(Dataset records Opens)

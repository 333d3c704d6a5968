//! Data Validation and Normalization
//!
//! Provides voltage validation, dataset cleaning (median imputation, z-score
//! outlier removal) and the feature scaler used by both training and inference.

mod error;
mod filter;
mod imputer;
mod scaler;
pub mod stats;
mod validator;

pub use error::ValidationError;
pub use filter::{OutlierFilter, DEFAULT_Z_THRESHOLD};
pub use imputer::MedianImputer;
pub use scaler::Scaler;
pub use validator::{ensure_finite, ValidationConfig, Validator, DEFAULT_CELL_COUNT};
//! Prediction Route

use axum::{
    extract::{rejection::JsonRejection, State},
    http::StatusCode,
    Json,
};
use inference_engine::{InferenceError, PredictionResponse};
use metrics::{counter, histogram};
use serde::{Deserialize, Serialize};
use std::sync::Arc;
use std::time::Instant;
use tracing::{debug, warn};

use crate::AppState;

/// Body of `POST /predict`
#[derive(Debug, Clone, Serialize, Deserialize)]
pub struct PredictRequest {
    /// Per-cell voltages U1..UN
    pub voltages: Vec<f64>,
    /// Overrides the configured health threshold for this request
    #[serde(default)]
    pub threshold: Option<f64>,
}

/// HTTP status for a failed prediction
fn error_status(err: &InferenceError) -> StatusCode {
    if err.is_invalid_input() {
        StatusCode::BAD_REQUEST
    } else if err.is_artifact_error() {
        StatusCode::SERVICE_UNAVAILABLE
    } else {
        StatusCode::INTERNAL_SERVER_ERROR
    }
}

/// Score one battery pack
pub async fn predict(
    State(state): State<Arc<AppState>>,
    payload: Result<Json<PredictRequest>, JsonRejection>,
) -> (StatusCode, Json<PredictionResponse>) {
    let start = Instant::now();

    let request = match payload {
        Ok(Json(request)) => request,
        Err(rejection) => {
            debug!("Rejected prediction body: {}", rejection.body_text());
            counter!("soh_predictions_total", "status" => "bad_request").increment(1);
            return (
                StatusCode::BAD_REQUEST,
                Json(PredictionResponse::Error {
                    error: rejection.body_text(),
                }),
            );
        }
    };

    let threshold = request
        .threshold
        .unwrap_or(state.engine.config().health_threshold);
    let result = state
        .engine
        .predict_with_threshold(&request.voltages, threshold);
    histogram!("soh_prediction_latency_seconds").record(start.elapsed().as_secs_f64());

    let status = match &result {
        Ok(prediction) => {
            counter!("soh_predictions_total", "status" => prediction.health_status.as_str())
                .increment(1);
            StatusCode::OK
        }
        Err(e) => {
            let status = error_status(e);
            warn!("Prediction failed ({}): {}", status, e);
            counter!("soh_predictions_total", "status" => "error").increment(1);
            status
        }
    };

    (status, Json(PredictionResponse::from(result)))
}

(Dataset records Closes)
(Dataset records Opens)

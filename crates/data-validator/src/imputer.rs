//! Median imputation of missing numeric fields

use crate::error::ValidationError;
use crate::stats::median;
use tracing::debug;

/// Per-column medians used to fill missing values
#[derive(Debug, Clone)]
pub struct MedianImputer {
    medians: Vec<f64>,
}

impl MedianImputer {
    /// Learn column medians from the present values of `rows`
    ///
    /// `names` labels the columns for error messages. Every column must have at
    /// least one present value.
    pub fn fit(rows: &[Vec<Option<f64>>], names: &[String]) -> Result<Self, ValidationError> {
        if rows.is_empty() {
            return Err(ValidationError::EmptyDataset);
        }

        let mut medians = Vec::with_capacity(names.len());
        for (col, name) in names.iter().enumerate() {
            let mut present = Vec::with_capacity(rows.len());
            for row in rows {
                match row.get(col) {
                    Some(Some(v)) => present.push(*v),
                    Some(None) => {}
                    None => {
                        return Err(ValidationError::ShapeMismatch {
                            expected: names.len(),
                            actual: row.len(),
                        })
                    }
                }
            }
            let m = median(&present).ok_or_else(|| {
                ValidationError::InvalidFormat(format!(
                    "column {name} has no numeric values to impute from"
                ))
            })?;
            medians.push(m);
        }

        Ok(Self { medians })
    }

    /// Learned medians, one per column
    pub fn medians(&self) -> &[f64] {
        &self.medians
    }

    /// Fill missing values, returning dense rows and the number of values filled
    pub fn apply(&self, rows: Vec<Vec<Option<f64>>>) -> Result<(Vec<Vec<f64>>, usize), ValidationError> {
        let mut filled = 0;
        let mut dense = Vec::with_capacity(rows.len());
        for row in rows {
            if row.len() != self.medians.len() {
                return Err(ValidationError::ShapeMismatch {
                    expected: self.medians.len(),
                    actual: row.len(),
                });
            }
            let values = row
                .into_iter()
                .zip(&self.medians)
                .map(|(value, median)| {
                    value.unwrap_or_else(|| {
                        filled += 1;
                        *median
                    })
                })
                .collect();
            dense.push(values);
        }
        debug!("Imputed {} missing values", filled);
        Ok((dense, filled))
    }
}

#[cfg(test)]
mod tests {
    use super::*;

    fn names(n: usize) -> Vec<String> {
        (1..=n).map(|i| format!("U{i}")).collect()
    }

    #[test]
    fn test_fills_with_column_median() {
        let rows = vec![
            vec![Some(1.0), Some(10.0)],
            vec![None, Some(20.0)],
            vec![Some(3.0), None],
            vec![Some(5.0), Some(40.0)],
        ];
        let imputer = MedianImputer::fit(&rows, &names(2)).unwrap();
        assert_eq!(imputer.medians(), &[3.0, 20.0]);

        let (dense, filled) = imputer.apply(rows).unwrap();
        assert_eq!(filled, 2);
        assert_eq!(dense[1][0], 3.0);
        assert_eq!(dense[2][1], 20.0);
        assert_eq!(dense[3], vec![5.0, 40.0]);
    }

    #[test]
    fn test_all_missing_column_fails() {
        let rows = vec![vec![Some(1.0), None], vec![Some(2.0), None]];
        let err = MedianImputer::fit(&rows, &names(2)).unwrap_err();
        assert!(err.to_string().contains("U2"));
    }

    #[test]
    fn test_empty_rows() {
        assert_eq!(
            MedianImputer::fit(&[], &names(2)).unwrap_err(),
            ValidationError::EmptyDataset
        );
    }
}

(Dataset records Closes)

### Exercise
For the entries above, say how many lines contain the word "format", giving the number alone.

### Reply
2